That emergency budget bill finally passed. Here's how it all came out. The emergency budget bill got stuck in the Senate, where it was trapped by more politicking and grandstanding. Read some of the outrageous stuff the Senators were saying, at Yahoo! News.
If that article, and others on CNN and other websites, are accurate, then it looks like nobody standing at the podium in the Senate chamber cared one way or the other about the looming government shutdown, or the disaster victims in the northeastern U.S. They only cared about winning. In their eyes, this budget bill had nothing to do with the good of the country or the fate of the disaster victims. It had everything to do with political power - winning and losing.
Nobody was going to compromise on this. The elected officials only wanted to engage in posturing, stonewalling, and name-calling. It was Business As Usual.
And what hung in the balance, other than the poor lady in Vermont whose house was nothing but a naked frame with the wind blowing through, was funding to keep the Federal Emergency Management Agency running. If this bill didn't pass, the federal government would shut down, including FEMA - and that lady in Vermont was depending on FEMA to help her.

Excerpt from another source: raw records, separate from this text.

//! InnerTube client
//!
//! Three calls per transcript:
//! - `player` for the title and playability status
//! - `next` for the transcript engagement panel token
//! - `get_transcript` for the segment list
//!
//! Response keys are converted to snake_case before they reach the
//! transcript model.

use async_trait::async_trait;
use serde_json::{json, Map, Value};
use std::time::Duration;

use super::{ClientError, VideoClient, VideoInfo};
use crate::config::YoutubeConfig;
use crate::transcript::TranscriptInfo;

/// Engagement panel holding the transcript.
const TRANSCRIPT_PANEL_ID: &str = "engagement-panel-searchable-transcript";

/// Location of the transcript search panel in a snake_cased
/// `get_transcript` response.
const SEARCH_PANEL_PTR: &str =
    "/actions/0/update_engagement_panel_action/content/transcript_renderer/content/transcript_search_panel_renderer";

/// InnerTube HTTP client.
#[derive(Clone)]
pub struct InnerTubeClient {
    http: reqwest::Client,
    config: YoutubeConfig,
}

impl InnerTubeClient {
    /// Create a new client from configuration.
    pub fn new(config: &YoutubeConfig) -> Result<Self, ClientError> {
        let http = reqwest::Client::builder()
            .user_agent(config.user_agent.clone())
            .timeout(Duration::from_secs(config.timeout_secs))
            .build()?;

        Ok(Self {
            http,
            config: config.clone(),
        })
    }

    fn context(&self) -> Value {
        json!({
            "client": {
                "clientName": self.config.client_name,
                "clientVersion": self.config.client_version,
                "hl": self.config.language,
            }
        })
    }

    /// POST a body to an InnerTube endpoint and decode the JSON response.
    async fn post(&self, endpoint: &str, body: Value) -> Result<Value, ClientError> {
        let url = format!(
            "{}/youtubei/v1/{}?prettyPrint=false",
            self.config.base_url.trim_end_matches('/'),
            endpoint
        );
        tracing::debug!("POST {}", url);

        let response = self.http.post(&url).json(&body).send().await?;
        let status = response.status();
        let text = response.text().await?;

        if !status.is_success() {
            return Err(ClientError::Status {
                status: status.as_u16(),
                endpoint: endpoint.to_string(),
            });
        }

        Ok(serde_json::from_str(&text)?)
    }
}

#[async_trait]
impl VideoClient for InnerTubeClient {
    async fn get_info(&self, video_id: &str) -> Result<VideoInfo, ClientError> {
        let player = self
            .post(
                "player",
                json!({ "context": self.context(), "videoId": video_id }),
            )
            .await?;

        if let Some(err) = playability_error(&player) {
            return Err(err);
        }

        let next = self
            .post(
                "next",
                json!({ "context": self.context(), "videoId": video_id }),
            )
            .await?;

        Ok(VideoInfo {
            video_id: video_id.to_string(),
            title: video_title(&player),
            transcript_params: transcript_params(&next),
        })
    }

    async fn get_transcript(&self, info: &VideoInfo) -> Result<TranscriptInfo, ClientError> {
        tracing::debug!("Fetching transcript panel for {}", info.video_id);
        let params = info.transcript_params.as_deref().ok_or_else(|| {
            ClientError::Upstream("Transcripts are not available for this video".to_string())
        })?;

        let response = self
            .post(
                "get_transcript",
                json!({ "context": self.context(), "params": params }),
            )
            .await?;

        Ok(to_transcript_info(response))
    }
}

/// Map a non-playable `player` response to an error with YouTube's reason.
///
/// Live and upcoming broadcasts can report `OK` playability while having no
/// transcript; `videoDetails` flags decide those.
fn playability_error(player: &Value) -> Option<ClientError> {
    let status = player
        .pointer("/playabilityStatus/status")
        .and_then(Value::as_str)?;

    if status == "OK" {
        return broadcast_state(player).map(ClientError::Upstream);
    }

    let reason = player
        .pointer("/playabilityStatus/reason")
        .and_then(Value::as_str)
        .or_else(|| {
            player
                .pointer("/playabilityStatus/messages/0")
                .and_then(Value::as_str)
        })
        .map(str::to_string)
        .or_else(|| broadcast_state(player))
        .unwrap_or_else(|| match status {
            "LIVE_STREAM_OFFLINE" => "This live event has not started yet".to_string(),
            _ => format!("Video unavailable ({})", status),
        });

    Some(ClientError::Upstream(reason))
}

/// Describe a live or upcoming broadcast from `videoDetails`.
fn broadcast_state(player: &Value) -> Option<String> {
    let flag = |name: &str| {
        player
            .pointer(&format!("/videoDetails/{}", name))
            .and_then(Value::as_bool)
            .unwrap_or(false)
    };

    if flag("isLive") {
        Some("This video is a live stream".to_string())
    } else if flag("isUpcoming") && flag("isLiveContent") {
        Some("This live stream has not started yet".to_string())
    } else if flag("isUpcoming") {
        Some("This video is a premiere that has not aired yet".to_string())
    } else {
        None
    }
}

fn video_title(player: &Value) -> Option<String> {
    player
        .pointer("/videoDetails/title")
        .and_then(Value::as_str)
        .map(str::to_string)
}

/// Find the `getTranscriptEndpoint` params in a `next` response.
fn transcript_params(next: &Value) -> Option<String> {
    next.get("engagementPanels")?
        .as_array()?
        .iter()
        .filter_map(|panel| panel.get("engagementPanelSectionListRenderer"))
        .find(|renderer| {
            renderer.get("panelIdentifier").and_then(Value::as_str) == Some(TRANSCRIPT_PANEL_ID)
        })?
        .pointer("/content/continuationItemRenderer/continuationEndpoint/getTranscriptEndpoint/params")
        .and_then(Value::as_str)
        .map(str::to_string)
}

/// Convert a raw `get_transcript` response into the transcript container.
fn to_transcript_info(response: Value) -> TranscriptInfo {
    let response = snake_case_keys(response);

    response
        .pointer(SEARCH_PANEL_PTR)
        .and_then(|panel| panel.pointer("/body/transcript_segment_list_renderer/initial_segments"))
        .and_then(Value::as_array)
        .map(|segments| TranscriptInfo::from_segments(segments.clone()))
        .unwrap_or_default()
}

/// Recursively rename object keys from camelCase to snake_case.
fn snake_case_keys(value: Value) -> Value {
    match value {
        Value::Object(map) => Value::Object(
            map.into_iter()
                .map(|(key, value)| (to_snake_case(&key), snake_case_keys(value)))
                .collect::<Map<String, Value>>(),
        ),
        Value::Array(items) => Value::Array(items.into_iter().map(snake_case_keys).collect()),
        other => other,
    }
}

fn to_snake_case(key: &str) -> String {
    let mut out = String::with_capacity(key.len() + 4);
    for (i, c) in key.chars().enumerate() {
        if c.is_ascii_uppercase() {
            if i > 0 {
                out.push('_');
            }
            out.push(c.to_ascii_lowercase());
        } else {
            out.push(c);
        }
    }
    out
}
//! Video identifier extraction
//!
//! Accepts either a bare 11-character video id or one of the URL shapes
//! YouTube hands out (`youtu.be/ID`, `/watch?v=ID`, `/embed/ID`, `/shorts/ID`).

use url::Url;

/// Length of a canonical YouTube video id.
const VIDEO_ID_LEN: usize = 11;

/// Extract a video id from a bare id or a YouTube URL.
///
/// Returns `None` when the input is neither a bare id nor a recognised URL.
pub fn extract_video_id(input: &str) -> Option<String> {
    if input.chars().count() == VIDEO_ID_LEN && !input.contains('/') && !input.contains('?') {
        return Some(input.to_string());
    }

    let url = Url::parse(input).ok()?;

    let id = match url.host_str()? {
        "youtu.be" => url.path().trim_start_matches('/').to_string(),
        "youtube.com" | "www.youtube.com" => {
            let path = url.path();
            if path == "/watch" {
                url.query_pairs()
                    .find(|(key, _)| key == "v")
                    .map(|(_, value)| value.into_owned())?
            } else if let Some(rest) = path.strip_prefix("/embed/") {
                rest.to_string()
            } else if let Some(rest) = path.strip_prefix("/shorts/") {
                rest.to_string()
            } else {
                return None;
            }
        }
        _ => return None,
    };

    if id.is_empty() {
        None
    } else {
        Some(id)
    }
}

(We can save for another time the debate on the merits of FEMA, or whether hurricane and earthquake victims should depend on federal agencies to help them recover. That's peripheral to the crisis happening in Washington DC right now.)
Once more, to make it clear: the fiscal year ends on September 30. The problem was that FEMA would run out of funds before the end of the fiscal year, and this budget bill was an emergency bill to keep FEMA, and other agencies, running until then. You may think it's only 3 days, but a lot of money passes through Washington's hands in 3 days. If the U.S. government shuts down for one day, that's a big enough problem.
In the end, a compromise was reached. It wasn't the Democrats. It wasn't the Republicans. It wasn't the Senate. It wasn't the House of Representatives.
It was FEMA.
FEMA, not wanting to shut down (obviously), had a look at their accounts and figured out a way they could legally shuffle things so that they could make it through Friday. Once they figured it out, they told the Senate leaders, who must have looked a bit confused and said, "Oh, okay then." Shortly afterwards, the Senate voted 79-12 to approve it. Now, according to Yahoo, it goes back to the House for a final rubber stamp. Let's hope they can manage that.
Just so you know where I stand on this: Our elected legislators in Washington DC have proven for the third time this year that when the chips are down, they can't legislate their way out of a wet paper bag. If they can't complete a task this (relatively) simple, we cannot depend on them to achieve anything really, seriously important. This Congress is totally dysfunctional, and anything they try to do is doomed to failure.